Segment Open
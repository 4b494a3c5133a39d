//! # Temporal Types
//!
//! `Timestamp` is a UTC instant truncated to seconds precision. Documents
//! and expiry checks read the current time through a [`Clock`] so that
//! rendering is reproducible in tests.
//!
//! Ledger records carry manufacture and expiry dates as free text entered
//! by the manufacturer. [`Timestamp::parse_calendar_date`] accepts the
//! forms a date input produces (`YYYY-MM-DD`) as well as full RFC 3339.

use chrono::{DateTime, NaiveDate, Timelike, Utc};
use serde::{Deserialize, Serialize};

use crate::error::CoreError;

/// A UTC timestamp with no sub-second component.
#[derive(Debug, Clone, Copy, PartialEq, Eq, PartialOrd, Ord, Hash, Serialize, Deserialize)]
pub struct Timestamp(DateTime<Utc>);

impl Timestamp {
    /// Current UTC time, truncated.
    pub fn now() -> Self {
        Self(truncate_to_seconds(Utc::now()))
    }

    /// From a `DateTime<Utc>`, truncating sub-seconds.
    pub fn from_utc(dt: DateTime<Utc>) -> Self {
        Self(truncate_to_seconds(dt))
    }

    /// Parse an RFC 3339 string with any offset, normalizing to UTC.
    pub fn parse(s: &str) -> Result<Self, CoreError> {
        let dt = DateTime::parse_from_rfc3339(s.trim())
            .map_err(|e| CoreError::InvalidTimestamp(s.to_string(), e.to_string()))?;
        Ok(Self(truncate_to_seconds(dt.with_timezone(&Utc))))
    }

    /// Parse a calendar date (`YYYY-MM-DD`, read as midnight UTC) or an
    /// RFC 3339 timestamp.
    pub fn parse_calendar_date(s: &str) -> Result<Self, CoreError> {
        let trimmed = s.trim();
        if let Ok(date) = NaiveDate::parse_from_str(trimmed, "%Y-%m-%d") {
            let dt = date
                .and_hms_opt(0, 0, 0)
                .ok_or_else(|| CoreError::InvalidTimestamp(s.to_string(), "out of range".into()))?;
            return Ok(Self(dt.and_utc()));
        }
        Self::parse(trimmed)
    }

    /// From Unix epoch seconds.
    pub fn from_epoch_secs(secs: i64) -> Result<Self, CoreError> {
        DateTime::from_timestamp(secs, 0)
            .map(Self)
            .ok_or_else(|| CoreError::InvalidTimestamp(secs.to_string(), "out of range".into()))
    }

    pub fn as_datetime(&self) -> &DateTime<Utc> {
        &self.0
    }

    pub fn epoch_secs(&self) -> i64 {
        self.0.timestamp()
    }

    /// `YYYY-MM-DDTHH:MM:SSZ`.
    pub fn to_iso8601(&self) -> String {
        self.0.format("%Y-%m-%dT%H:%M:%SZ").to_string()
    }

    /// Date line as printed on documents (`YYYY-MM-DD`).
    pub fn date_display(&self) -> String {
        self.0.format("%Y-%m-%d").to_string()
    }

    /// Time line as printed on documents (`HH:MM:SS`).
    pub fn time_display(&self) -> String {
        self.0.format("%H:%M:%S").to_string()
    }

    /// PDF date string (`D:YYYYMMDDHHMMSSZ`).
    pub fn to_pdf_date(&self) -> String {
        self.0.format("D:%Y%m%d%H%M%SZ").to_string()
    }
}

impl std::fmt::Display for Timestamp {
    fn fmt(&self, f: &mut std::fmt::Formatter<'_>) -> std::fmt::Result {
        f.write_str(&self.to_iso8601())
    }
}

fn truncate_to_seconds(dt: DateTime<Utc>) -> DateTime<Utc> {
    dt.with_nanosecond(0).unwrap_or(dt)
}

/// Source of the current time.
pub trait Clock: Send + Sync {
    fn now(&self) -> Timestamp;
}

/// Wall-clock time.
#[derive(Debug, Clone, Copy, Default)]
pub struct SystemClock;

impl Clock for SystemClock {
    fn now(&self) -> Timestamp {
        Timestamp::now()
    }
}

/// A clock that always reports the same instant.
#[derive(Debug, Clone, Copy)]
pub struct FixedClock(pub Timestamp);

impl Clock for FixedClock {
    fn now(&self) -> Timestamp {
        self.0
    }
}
Segment Closed
Segment Open
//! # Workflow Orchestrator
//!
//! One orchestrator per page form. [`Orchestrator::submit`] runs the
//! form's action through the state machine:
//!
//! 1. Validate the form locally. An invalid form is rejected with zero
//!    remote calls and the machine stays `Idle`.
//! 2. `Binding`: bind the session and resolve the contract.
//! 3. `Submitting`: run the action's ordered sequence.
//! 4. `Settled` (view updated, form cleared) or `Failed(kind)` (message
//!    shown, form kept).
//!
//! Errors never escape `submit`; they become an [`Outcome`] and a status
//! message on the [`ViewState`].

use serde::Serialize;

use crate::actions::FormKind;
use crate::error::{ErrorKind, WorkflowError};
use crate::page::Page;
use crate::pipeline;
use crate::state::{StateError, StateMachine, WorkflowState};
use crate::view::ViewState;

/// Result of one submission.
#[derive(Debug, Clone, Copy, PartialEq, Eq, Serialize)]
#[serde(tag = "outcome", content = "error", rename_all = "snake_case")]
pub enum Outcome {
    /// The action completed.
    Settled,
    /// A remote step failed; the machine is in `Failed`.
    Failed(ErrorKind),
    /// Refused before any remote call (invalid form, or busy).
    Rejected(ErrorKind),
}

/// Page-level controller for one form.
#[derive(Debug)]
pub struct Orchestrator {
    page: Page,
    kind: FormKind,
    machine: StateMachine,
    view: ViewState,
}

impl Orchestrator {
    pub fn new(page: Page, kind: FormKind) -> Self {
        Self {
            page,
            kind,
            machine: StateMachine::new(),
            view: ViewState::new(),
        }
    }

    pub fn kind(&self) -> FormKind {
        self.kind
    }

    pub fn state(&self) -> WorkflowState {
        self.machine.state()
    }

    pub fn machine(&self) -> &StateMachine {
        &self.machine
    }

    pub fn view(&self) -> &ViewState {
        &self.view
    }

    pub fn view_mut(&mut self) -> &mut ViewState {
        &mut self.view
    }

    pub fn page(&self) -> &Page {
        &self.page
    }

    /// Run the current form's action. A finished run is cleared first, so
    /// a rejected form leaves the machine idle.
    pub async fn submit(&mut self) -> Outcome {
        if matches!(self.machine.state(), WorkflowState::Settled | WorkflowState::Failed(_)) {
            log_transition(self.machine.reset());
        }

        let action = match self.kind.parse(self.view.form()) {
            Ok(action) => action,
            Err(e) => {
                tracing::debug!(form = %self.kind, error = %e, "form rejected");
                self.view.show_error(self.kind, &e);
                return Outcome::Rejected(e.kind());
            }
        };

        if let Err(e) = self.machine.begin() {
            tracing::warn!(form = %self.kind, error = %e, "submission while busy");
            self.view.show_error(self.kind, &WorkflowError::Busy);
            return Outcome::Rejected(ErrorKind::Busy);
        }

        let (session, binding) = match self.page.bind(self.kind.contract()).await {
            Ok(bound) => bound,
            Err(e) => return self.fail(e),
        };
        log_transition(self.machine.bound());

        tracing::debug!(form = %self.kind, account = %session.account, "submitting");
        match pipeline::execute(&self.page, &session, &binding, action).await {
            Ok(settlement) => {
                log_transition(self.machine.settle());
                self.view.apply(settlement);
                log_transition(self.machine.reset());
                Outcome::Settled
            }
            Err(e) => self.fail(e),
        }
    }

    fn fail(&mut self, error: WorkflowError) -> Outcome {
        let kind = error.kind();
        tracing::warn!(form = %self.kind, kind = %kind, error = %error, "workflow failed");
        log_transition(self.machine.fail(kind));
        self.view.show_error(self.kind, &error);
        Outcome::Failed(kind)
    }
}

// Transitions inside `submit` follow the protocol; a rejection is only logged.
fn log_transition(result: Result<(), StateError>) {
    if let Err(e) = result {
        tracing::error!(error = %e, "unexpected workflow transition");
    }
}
Segment Closed
Segment Open
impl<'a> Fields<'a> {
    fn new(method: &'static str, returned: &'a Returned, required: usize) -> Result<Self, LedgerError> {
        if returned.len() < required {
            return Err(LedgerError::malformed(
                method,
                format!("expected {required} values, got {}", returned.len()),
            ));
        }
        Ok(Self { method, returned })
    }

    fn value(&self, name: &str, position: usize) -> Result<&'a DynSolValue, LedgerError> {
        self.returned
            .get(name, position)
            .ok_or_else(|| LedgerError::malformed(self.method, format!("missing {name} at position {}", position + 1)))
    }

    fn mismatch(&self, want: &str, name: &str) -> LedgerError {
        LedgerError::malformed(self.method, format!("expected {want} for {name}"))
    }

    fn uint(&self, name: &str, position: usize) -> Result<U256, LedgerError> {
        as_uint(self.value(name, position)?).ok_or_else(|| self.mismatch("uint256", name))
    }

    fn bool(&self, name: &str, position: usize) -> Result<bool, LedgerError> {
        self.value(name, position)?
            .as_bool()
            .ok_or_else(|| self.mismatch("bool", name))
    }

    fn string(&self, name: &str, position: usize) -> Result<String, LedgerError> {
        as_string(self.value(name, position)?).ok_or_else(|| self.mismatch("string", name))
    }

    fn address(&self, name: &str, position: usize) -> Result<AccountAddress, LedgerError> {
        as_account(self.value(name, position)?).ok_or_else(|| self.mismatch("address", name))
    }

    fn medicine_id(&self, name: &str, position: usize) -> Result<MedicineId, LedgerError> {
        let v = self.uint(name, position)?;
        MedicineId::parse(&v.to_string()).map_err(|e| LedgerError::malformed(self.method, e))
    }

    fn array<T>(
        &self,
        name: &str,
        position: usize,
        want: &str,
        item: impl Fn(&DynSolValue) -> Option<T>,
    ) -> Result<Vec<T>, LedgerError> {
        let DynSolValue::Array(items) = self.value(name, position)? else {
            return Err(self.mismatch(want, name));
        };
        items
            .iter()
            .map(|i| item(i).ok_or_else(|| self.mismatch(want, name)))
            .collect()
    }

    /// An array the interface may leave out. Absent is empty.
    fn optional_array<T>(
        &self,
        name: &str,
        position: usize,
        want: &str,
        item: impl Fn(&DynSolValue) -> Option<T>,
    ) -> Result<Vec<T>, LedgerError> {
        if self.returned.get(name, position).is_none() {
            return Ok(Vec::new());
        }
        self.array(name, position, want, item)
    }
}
Segment Closed
> [WORK TO BE COMPLETED]
Which lines in the data above hold the word "impl"? Return each of them.

> [SOLUTION TO THIS TASK]
impl Timestamp {
impl std::fmt::Display for Timestamp {
impl Clock for SystemClock {
impl Clock for FixedClock {
impl Orchestrator {
impl<'a> Fields<'a> {
        item: impl Fn(&DynSolValue) -> Option<T>,
        item: impl Fn(&DynSolValue) -> Option<T>,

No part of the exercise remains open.